### [Work to be completed]
Write out the stretch of lines below that begins at the line with "not admin-scoped itself;" and ends at the line with "impl Serialize for", including both, exactly as given and nothing more.

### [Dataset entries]
Content starts

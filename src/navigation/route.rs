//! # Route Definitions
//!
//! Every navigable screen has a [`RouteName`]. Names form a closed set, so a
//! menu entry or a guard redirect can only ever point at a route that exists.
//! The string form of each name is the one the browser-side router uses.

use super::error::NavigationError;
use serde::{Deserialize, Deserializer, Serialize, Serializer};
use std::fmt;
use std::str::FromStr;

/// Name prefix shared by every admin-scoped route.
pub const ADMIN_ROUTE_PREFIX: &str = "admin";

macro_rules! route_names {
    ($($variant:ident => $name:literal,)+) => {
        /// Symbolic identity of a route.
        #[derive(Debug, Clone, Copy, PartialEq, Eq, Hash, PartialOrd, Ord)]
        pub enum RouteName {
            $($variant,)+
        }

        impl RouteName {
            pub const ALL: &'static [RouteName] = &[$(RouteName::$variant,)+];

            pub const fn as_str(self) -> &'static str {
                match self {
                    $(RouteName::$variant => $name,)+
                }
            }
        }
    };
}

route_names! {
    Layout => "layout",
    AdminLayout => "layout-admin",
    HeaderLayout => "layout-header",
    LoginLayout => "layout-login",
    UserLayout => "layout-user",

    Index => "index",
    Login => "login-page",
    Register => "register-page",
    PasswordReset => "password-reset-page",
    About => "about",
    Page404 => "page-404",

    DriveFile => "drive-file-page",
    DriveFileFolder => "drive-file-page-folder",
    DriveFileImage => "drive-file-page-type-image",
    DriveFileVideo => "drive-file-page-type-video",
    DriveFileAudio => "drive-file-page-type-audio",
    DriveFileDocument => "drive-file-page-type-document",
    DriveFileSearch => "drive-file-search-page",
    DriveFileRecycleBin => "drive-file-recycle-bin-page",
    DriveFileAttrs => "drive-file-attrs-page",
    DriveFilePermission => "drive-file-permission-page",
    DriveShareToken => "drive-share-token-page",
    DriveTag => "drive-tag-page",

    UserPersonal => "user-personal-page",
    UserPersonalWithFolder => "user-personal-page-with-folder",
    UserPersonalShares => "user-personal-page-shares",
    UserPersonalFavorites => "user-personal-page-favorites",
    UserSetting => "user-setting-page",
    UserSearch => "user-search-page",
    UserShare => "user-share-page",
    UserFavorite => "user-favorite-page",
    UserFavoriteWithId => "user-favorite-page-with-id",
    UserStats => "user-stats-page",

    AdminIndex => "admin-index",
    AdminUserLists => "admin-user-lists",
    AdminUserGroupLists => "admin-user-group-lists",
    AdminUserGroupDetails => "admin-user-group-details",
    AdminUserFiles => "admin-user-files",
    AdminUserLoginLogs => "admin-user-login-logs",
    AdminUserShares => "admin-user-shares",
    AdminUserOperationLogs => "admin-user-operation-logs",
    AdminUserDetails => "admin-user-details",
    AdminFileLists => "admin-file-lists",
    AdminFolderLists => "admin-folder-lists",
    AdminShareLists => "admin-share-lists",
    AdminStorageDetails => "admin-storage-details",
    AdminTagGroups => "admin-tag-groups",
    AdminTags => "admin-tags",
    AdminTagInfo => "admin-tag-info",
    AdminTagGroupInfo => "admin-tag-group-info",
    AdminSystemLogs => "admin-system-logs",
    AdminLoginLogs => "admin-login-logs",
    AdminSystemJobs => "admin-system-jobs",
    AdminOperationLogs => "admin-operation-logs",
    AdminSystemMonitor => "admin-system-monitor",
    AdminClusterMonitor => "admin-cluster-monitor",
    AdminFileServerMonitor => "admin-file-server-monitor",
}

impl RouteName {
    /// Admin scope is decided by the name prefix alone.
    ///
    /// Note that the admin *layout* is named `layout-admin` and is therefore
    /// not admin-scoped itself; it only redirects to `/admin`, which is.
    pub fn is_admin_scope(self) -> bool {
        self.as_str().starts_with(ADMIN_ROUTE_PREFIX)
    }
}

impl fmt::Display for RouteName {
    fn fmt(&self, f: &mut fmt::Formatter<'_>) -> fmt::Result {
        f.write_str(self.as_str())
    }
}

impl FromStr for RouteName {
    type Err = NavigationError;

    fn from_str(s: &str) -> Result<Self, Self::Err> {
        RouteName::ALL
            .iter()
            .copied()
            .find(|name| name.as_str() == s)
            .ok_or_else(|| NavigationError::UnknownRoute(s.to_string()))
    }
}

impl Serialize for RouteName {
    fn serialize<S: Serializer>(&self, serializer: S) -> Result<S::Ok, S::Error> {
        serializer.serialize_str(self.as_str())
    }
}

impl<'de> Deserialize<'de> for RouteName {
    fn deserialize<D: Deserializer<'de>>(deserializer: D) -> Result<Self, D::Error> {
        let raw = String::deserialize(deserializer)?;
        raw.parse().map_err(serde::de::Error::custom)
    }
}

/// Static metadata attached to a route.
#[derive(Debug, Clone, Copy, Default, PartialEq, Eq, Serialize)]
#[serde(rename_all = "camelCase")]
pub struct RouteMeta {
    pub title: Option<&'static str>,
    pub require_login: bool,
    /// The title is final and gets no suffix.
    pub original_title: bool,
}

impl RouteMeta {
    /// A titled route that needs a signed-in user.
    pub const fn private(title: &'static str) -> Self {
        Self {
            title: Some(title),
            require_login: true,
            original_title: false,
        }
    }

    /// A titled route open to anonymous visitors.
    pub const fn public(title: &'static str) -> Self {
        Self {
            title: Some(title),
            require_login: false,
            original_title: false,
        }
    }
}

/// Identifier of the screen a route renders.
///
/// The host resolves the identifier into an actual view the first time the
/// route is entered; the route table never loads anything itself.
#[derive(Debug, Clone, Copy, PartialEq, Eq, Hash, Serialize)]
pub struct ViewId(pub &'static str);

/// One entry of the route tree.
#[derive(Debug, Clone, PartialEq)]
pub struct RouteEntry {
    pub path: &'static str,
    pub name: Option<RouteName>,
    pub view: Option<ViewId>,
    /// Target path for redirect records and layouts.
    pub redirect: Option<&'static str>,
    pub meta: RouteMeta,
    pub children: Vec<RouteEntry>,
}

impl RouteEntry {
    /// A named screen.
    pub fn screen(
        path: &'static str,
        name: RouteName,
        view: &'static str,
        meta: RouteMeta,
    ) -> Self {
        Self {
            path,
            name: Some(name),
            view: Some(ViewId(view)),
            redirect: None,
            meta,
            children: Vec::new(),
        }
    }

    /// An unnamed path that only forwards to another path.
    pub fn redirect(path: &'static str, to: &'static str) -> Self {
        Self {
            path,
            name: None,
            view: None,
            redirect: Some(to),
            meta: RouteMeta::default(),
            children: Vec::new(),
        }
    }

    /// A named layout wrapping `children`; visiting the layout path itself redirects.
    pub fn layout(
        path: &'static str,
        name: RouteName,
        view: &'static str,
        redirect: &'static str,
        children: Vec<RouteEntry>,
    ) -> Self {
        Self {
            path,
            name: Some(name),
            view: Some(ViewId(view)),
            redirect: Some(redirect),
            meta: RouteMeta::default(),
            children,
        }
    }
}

Content ends
Content starts

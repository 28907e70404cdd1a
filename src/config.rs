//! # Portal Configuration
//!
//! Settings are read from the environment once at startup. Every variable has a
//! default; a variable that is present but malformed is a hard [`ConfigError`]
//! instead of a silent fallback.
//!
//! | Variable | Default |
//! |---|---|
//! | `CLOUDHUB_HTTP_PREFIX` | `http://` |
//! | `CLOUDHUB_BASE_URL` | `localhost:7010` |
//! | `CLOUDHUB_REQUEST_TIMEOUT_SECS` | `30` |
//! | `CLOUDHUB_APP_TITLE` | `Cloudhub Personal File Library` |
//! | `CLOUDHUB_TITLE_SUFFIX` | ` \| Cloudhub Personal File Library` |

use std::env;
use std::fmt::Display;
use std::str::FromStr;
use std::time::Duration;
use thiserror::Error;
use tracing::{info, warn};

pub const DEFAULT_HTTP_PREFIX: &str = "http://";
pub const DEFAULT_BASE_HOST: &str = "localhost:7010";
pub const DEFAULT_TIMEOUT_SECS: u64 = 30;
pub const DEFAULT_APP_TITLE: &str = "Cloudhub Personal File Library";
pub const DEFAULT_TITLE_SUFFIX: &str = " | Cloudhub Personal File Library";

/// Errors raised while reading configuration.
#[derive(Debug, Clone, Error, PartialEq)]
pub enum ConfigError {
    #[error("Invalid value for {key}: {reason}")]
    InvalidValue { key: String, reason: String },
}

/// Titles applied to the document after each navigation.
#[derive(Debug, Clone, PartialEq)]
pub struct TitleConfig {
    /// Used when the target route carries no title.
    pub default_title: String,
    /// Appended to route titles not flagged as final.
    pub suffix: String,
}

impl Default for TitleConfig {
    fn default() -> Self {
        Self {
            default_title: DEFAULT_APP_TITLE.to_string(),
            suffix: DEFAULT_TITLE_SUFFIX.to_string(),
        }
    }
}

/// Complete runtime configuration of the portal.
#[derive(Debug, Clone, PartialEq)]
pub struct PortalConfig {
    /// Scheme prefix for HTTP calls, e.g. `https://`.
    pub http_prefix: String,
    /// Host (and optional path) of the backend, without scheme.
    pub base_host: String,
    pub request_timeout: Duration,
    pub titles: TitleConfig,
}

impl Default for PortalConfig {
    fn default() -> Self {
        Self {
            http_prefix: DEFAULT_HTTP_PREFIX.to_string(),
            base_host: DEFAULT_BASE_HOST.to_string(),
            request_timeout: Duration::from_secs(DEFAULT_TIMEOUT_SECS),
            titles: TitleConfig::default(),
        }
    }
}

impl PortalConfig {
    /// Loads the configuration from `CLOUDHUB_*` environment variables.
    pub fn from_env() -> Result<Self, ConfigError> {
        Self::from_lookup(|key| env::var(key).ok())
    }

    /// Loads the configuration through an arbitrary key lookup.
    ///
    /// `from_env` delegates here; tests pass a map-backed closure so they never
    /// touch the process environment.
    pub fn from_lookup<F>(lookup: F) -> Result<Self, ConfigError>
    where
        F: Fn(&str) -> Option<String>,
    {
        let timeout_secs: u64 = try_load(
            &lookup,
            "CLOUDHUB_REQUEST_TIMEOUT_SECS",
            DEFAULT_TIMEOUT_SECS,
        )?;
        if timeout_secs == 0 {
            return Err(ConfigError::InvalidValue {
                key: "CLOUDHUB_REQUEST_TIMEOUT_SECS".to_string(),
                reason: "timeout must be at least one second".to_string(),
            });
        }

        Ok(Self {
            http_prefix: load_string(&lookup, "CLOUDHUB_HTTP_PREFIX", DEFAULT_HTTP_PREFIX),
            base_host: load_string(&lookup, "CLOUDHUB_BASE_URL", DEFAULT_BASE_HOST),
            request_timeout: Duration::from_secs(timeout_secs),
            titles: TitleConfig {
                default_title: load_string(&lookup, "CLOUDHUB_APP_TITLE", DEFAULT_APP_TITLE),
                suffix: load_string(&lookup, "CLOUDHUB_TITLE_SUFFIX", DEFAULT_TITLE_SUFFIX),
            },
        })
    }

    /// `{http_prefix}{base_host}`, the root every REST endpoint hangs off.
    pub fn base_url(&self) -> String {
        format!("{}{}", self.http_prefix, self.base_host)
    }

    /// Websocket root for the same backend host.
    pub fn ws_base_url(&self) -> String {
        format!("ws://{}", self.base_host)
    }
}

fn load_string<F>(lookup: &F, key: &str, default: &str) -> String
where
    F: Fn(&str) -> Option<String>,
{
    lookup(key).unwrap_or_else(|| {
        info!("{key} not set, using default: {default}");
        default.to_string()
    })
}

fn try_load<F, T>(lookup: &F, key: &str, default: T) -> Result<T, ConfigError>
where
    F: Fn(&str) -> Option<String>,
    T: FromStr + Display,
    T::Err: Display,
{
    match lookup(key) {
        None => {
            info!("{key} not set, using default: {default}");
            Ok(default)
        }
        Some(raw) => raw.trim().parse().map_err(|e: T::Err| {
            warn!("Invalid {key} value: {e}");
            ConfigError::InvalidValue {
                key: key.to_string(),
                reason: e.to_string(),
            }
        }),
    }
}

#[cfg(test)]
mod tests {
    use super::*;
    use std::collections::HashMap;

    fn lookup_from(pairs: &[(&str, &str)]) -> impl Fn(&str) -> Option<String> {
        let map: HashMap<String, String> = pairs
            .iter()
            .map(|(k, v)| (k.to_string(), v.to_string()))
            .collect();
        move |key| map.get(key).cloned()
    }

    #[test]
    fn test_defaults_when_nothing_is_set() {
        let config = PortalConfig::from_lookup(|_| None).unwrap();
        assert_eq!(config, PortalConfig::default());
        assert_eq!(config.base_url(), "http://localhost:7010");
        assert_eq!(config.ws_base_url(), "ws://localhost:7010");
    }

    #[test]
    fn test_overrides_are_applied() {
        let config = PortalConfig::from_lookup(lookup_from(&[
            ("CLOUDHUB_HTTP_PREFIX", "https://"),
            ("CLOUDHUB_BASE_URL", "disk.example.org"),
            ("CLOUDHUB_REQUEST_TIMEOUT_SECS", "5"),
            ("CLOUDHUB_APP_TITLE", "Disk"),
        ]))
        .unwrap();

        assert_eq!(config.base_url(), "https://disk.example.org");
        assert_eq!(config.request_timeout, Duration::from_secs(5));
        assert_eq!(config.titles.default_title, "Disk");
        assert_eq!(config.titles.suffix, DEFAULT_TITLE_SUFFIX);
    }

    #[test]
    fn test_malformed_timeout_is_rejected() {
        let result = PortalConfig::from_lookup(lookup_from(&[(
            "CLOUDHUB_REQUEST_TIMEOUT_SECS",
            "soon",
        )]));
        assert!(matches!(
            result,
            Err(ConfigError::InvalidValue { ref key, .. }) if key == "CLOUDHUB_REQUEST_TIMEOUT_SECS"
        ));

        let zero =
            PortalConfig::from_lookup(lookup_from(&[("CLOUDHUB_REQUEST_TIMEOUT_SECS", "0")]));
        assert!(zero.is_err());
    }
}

Content ends
Content starts

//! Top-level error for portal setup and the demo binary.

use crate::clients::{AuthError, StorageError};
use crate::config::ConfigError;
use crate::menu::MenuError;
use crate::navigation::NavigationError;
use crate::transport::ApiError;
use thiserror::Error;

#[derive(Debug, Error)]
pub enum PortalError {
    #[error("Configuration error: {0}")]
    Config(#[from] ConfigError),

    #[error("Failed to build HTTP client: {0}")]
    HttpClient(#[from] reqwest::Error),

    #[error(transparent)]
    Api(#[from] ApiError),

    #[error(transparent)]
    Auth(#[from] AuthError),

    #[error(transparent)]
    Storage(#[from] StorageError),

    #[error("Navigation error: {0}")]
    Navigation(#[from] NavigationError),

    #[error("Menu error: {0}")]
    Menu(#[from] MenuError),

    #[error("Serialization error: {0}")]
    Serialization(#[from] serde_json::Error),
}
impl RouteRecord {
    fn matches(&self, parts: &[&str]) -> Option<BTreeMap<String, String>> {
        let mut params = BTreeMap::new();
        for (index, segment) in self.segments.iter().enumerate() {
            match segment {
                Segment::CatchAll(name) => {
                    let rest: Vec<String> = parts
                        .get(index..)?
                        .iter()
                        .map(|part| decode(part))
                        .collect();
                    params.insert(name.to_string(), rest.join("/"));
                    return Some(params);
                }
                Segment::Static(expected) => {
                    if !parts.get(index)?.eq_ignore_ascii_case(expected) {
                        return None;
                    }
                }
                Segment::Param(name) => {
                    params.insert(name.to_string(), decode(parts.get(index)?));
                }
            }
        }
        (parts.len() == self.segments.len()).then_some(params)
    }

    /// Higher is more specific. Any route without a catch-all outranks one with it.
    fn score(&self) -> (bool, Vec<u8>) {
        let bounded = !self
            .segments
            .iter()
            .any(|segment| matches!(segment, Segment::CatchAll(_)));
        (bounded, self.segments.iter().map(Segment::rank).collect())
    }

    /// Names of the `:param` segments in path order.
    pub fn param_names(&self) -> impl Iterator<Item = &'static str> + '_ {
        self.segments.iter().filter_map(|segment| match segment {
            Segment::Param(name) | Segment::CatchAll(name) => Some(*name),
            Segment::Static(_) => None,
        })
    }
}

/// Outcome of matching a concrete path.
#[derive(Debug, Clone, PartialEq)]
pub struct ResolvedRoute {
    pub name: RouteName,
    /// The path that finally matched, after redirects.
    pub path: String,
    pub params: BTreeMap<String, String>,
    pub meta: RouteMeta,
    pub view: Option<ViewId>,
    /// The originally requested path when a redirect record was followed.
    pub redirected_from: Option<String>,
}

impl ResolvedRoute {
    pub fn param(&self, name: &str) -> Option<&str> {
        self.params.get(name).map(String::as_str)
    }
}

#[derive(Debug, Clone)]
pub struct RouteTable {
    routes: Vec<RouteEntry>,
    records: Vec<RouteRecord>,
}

Content ends

### [Response below]
    /// not admin-scoped itself; it only redirects to `/admin`, which is.
    pub fn is_admin_scope(self) -> bool {
        self.as_str().starts_with(ADMIN_ROUTE_PREFIX)
    }
}

impl fmt::Display for RouteName {
    fn fmt(&self, f: &mut fmt::Formatter<'_>) -> fmt::Result {
        f.write_str(self.as_str())
    }
}

impl FromStr for RouteName {
    type Err = NavigationError;

    fn from_str(s: &str) -> Result<Self, Self::Err> {
        RouteName::ALL
            .iter()
            .copied()
            .find(|name| name.as_str() == s)
            .ok_or_else(|| NavigationError::UnknownRoute(s.to_string()))
    }
}

impl Serialize for RouteName {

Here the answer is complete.